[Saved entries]

***

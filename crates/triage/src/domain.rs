//! Core domain types for work-item classification.
//!
//! This module defines the point-in-time view of tracker work items (issues
//! and pull requests) that the engine classifies. Items arrive fully formed
//! from an external fetch layer; the engine never mutates or re-derives them.

use chrono::{DateTime, Utc};
use schemars::JsonSchema;
use serde::{Deserialize, Serialize};
use std::collections::HashMap;
use std::str::FromStr;

/// Kind of work item
#[derive(Debug, Clone, Copy, PartialEq, Eq, Hash, Serialize, Deserialize, JsonSchema)]
#[serde(rename_all = "snake_case")]
pub enum ItemKind {
    /// A tracker issue
    Issue,
    /// A pull request
    PullRequest,
}

impl FromStr for ItemKind {
    type Err = String;

    fn from_str(s: &str) -> Result<Self, Self::Err> {
        match s {
            "issue" => Ok(ItemKind::Issue),
            "pull_request" => Ok(ItemKind::PullRequest),
            _ => Err(format!(
                "invalid item kind '{}' (expected 'issue' or 'pull_request')",
                s
            )),
        }
    }
}

/// Lifecycle state of a work item
#[derive(Debug, Clone, Copy, PartialEq, Eq, Hash, Serialize, Deserialize, JsonSchema)]
#[serde(rename_all = "snake_case")]
pub enum ItemState {
    /// Still open in the tracker
    Open,
    /// Closed or merged
    Closed,
}

impl FromStr for ItemState {
    type Err = String;

    fn from_str(s: &str) -> Result<Self, Self::Err> {
        match s {
            "open" => Ok(ItemState::Open),
            "closed" => Ok(ItemState::Closed),
            _ => Err(format!(
                "invalid item state '{}' (expected 'open' or 'closed')",
                s
            )),
        }
    }
}

/// One work item as seen at snapshot time
///
/// Attributes are immutable for the duration of a classification pass. Tags
/// are precomputed boolean signals attached by an external derivation layer;
/// an absent tag reads as `false`.
#[derive(Debug, Clone, PartialEq, Serialize, Deserialize, JsonSchema)]
pub struct Item {
    /// Stable unique identifier within one snapshot
    pub id: String,
    /// Issue or pull request (immutable for the item's lifetime)
    pub kind: ItemKind,
    /// Free-text title
    pub title: String,
    /// Current lifecycle state
    pub state: ItemState,
    /// Label set (unordered, no duplicates)
    #[serde(default)]
    pub labels: Vec<String>,
    /// When the item was last updated
    pub updated_at: DateTime<Utc>,
    /// When the item last received a response (absent if never responded to)
    #[serde(default, skip_serializing_if = "Option::is_none")]
    pub last_response_at: Option<DateTime<Utc>>,
    /// Precomputed boolean signals from the tag derivation layer
    #[serde(default)]
    pub tags: HashMap<String, bool>,
}

impl Item {
    /// Look up a tag value; absent tags are `false`.
    pub fn tag(&self, name: &str) -> bool {
        self.tags.get(name).copied().unwrap_or(false)
    }
}

/// An immutable, point-in-time set of work items
///
/// Items are held in ascending id order so every classification pass iterates
/// deterministically. Unique ids within one snapshot are a precondition owned
/// by the fetch layer.
#[derive(Debug, Clone, PartialEq, Serialize, JsonSchema)]
pub struct Snapshot {
    items: Vec<Item>,
}

impl Snapshot {
    /// Build a snapshot, sorting items into stable id order.
    pub fn from_items(mut items: Vec<Item>) -> Self {
        items.sort_by(|a, b| a.id.cmp(&b.id));
        Snapshot { items }
    }

    /// Items in stable id order
    pub fn items(&self) -> &[Item] {
        &self.items
    }

    /// Number of items in the snapshot
    pub fn len(&self) -> usize {
        self.items.len()
    }

    /// Whether the snapshot holds no items
    pub fn is_empty(&self) -> bool {
        self.items.is_empty()
    }
}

***

Copy each line from the entries above that has the word "ItemState" in it.

● The answer
pub enum ItemState {
impl FromStr for ItemState {
            "open" => Ok(ItemState::Open),
            "closed" => Ok(ItemState::Closed),
    pub state: ItemState,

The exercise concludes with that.